As expected, the 2010 Patient Protection and Affordable Care Act (PPACA) has had a dramatic impact on the American health care system. One of the more admirable objectives deeply entrenched in health care reform is the establishment of a clear and understandable infrastructure so that its many moving parts and pieces can seamlessly coexist under proper supervision. To this effect, at the end of 2010, the federal government published proposed regulations addressing health insurance rates, including strict disclosure and careful review of any significant price adjustments by insurers.
Focusing on the exorbitant 131 percent increase in health insurance premium rates for families since 1999, these reform-based regulations required all rate increases of 10 percent or more to be publicly disclosed and justified as of 2011. With an eye to the future, PPACA further dictated that by 2012, each state shall be responsible for setting and enforcing its own rate threshold to reflect appropriate cost trends and other meaningful date when reviewing future rate hikes. For states that fail to establish such a system of oversight, either by design or due to lack of resources, the U.S. Department of Health and Human Services (HHS) will step in and satisfy the intent of the legislation.
Such willingness on the part of the federal government to interject its influence and monitor insurance rates should not persuade individual states to dismiss the very reason PPACA had initially called upon them to police insurance companies themselves, however. Cost trends in this market widely fluctuate from state to state, and the initial 10 percent threshold is nothing more than a reasonable starting point designed to rein in the insurance companies. These regulations were not meant to stand as a final nationwide benchmark; in fact health care reform has allocated $250 million to make certain that individual states will have the necessary resources to monitor premium increases and ensure that any and all hikes are justified. To effectuate the transparency at the core of these regulations, each state must be mindful of the respective details within its territory so it can accurately balance the interests between insurers and those they insure.
Like them or not, insurance companies have become formidable entities in an industry that finds itself deeply entrenched in partisan politics. Introduced in December 2010 when HHS released its proposed regulations, Assembly Bill 52 was designed to empower California (through its insurance commissioner or Department of Managed Health Care) with the means to strike, and if necessary modify, excessive rate increases proposed by health insurers. To accomplish such a goal, AB 52 identified 18 specific data points to which California’s insurers must adhere when proposing a rate increase.

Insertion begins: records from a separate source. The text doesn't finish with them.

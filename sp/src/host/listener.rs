//! Development host
//!
//! A stand-in for the application that embeds the widget. It listens on a Unix
//! socket, answers READY with USER_INFO, and records SAVE_DATA into a JSON file.

use std::path::{Path, PathBuf};

use eyre::{Context, Result};
use tokio::io::{AsyncWriteExt, BufReader};
use tokio::net::{UnixListener, UnixStream};
use tokio::sync::mpsc;
use tracing::{debug, info, warn};

use crate::domain::{AuthInfo, WorkItem};
use crate::protocol::{Inbound, Outbound, SaveResult, SavedData, UserInfo, decode_outbound, encode_line};

use super::framing::{Frame, read_frame};

/// Settings for the development host
#[derive(Debug, Clone)]
pub struct DevHostConfig {
    /// Email reported in USER_INFO
    pub email: String,
    /// Where saved items are read from and written to
    pub data_file: Option<PathBuf>,
    /// Answer every save with a failed SAVE_RESULT
    pub reject_saves: bool,
}

impl Default for DevHostConfig {
    fn default() -> Self {
        Self {
            email: "student@example.com".to_string(),
            data_file: None,
            reject_saves: false,
        }
    }
}

/// Something the development host did, for display
#[derive(Debug, Clone, PartialEq)]
pub enum HostActivity {
    Connected,
    Received(String),
    SentUserInfo { items: usize },
    Saved { items: usize },
    SaveRejected { reason: String },
    Disconnected,
}

/// Create and bind a Unix Domain Socket listener for the host
///
/// Handles cleanup of stale socket files from previous runs.
pub fn create_listener_at(socket_path: &Path) -> Result<UnixListener> {
    debug!(?socket_path, "create_listener_at: creating host socket");

    if let Some(parent) = socket_path.parent() {
        std::fs::create_dir_all(parent).context("Failed to create socket directory")?;
    }

    if socket_path.exists() {
        debug!(?socket_path, "create_listener_at: removing stale socket");
        std::fs::remove_file(socket_path).context("Failed to remove stale socket")?;
    }

    let listener = UnixListener::bind(socket_path).context("Failed to bind host socket")?;
    debug!(?socket_path, "create_listener_at: socket bound successfully");
    Ok(listener)
}

/// Remove the socket file on shutdown
pub fn cleanup_socket(socket_path: &Path) {
    if socket_path.exists() {
        debug!(?socket_path, "cleanup_socket: removing socket file");
        if let Err(e) = std::fs::remove_file(socket_path) {
            warn!(?socket_path, error = %e, "Failed to remove socket file");
        }
    }
}

/// Read previously saved items, empty if the file does not exist yet
pub fn load_items(data_file: &Path) -> Result<Vec<WorkItem>> {
    debug!(?data_file, "load_items: called");
    if !data_file.exists() {
        debug!("load_items: no data file yet");
        return Ok(Vec::new());
    }
    let content = std::fs::read_to_string(data_file).context("Failed to read data file")?;
    let data: SavedData = serde_json::from_str(&content).context("Failed to parse data file")?;
    Ok(data.items)
}

/// Write items as the data file
pub fn store_items(data_file: &Path, items: &[WorkItem]) -> Result<()> {
    debug!(?data_file, count = items.len(), "store_items: called");
    let data = SavedData::new(items.to_vec());
    let content = serde_json::to_string_pretty(&data).context("Failed to serialize items")?;
    std::fs::write(data_file, content).context("Failed to write data file")?;
    Ok(())
}

/// Accept widget connections until `shutdown` resolves
///
/// Connections are served one after another; a widget owns its host for as
/// long as it is mounted.
pub async fn serve(
    listener: UnixListener,
    config: DevHostConfig,
    activity: Option<mpsc::UnboundedSender<HostActivity>>,
    shutdown: impl std::future::Future<Output = ()>,
) -> Result<()> {
    debug!(?config, "serve: called");
    tokio::pin!(shutdown);

    loop {
        tokio::select! {
            accepted = listener.accept() => {
                let (stream, _) = accepted.context("Failed to accept widget connection")?;
                info!("Widget connected");
                report(&activity, HostActivity::Connected);
                if let Err(e) = handle_connection(stream, &config, &activity).await {
                    warn!(error = %e, "Widget connection ended with error");
                }
                report(&activity, HostActivity::Disconnected);
            }
            _ = &mut shutdown => {
                info!("Development host shutting down");
                break;
            }
        }
    }
    Ok(())
}

fn report(activity: &Option<mpsc::UnboundedSender<HostActivity>>, event: HostActivity) {
    if let Some(tx) = activity {
        let _ = tx.send(event);
    }
}

async fn handle_connection(
    stream: UnixStream,
    config: &DevHostConfig,
    activity: &Option<mpsc::UnboundedSender<HostActivity>>,
) -> Result<()> {
    let (read_half, mut write_half) = stream.into_split();
    let mut reader = BufReader::new(read_half);
    let mut buf = Vec::new();

    loop {
        let line = match read_frame(&mut reader, &mut buf)
            .await
            .context("Failed to read widget message")?
        {
            Frame::Line(line) => line,
            Frame::NotText => {
                warn!("Ignoring widget message that is not UTF-8");
                continue;
            }
            Frame::TooLong(len) => {
                warn!(len, "Ignoring oversized widget message");
                continue;
            }
            Frame::Eof => break,
        };
        let message = match decode_outbound(&line) {
            Ok(Some(message)) => message,
            Ok(None) => {
                debug!(%line, "handle_connection: ignoring unrecognized message");
                continue;
            }
            Err(e) => {
                warn!(error = %e, "Ignoring malformed widget message");
                continue;
            }
        };
        report(activity, HostActivity::Received(message.kind().to_string()));

        if let Some(reply) = respond(message, config, activity) {
            let line = encode_line(&reply).context("Failed to encode reply")?;
            write_half
                .write_all(line.as_bytes())
                .await
                .context("Failed to write reply")?;
            write_half.flush().await.context("Failed to flush reply")?;
        }
    }
    info!("Widget disconnected");
    Ok(())
}

/// Decide the host's reply to one widget message
fn respond(
    message: Outbound,
    config: &DevHostConfig,
    activity: &Option<mpsc::UnboundedSender<HostActivity>>,
) -> Option<Inbound> {
    match message {
        Outbound::Ready => {
            let items = match &config.data_file {
                Some(path) => load_items(path).unwrap_or_else(|e| {
                    warn!(error = %e, "Could not load saved items, starting empty");
                    Vec::new()
                }),
                None => Vec::new(),
            };
            report(activity, HostActivity::SentUserInfo { items: items.len() });
            Some(Inbound::UserInfo(UserInfo {
                auth: AuthInfo::with_email(config.email.clone()),
                user_data: Some(SavedData::new(items)),
            }))
        }
        Outbound::AuthConfirmed => {
            info!("Widget confirmed auth");
            None
        }
        Outbound::SaveData(data) => {
            if config.reject_saves {
                let reason = "saving is disabled on this host".to_string();
                report(activity, HostActivity::SaveRejected { reason: reason.clone() });
                return Some(Inbound::SaveResult(SaveResult {
                    ok: false,
                    message: Some(reason),
                }));
            }

            let stored = match &config.data_file {
                Some(path) => store_items(path, &data.items),
                None => Ok(()),
            };
            match stored {
                Ok(()) => {
                    info!(count = data.items.len(), "Saved items");
                    report(activity, HostActivity::Saved { items: data.items.len() });
                    Some(Inbound::SaveResult(SaveResult { ok: true, message: None }))
                }
                Err(e) => {
                    warn!(error = %e, "Failed to save items");
                    let reason = e.to_string();
                    report(activity, HostActivity::SaveRejected { reason: reason.clone() });
                    Some(Inbound::SaveResult(SaveResult {
                        ok: false,
                        message: Some(reason),
                    }))
                }
            }
        }
    }
}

It comes as no surprise that AB 52 has been at the center of heated debate for much of 2011, fueled by the specter of PPACA and its looming deadline. Such is the system of give and take between a sovereign nation and its states that defines the federalism for which our country is known. While traditional notions of federalism encourage states to independently craft their allocation of balance, the ways in which each state opts to mold its particular helping of power often speaks volumes. By deferring AB 52, perhaps California has missed both the battle and the balance, choosing instead to sit on the sidelines during this influential chapter in the history of health care reform.
Whether PPACA will afford California another opportunity to weigh in on such a decisive issue remains to be seen. But as Congress surveys the landscape of health care reform in an attempt to scale back the national debt, and Republican party leaders call for the program’s outright repeal, it becomes increasingly important for every state in the Union to recognize the responsibility to make its voice heard., Such is the basis on which our government is founded, and such is the way that health care reform should unfold.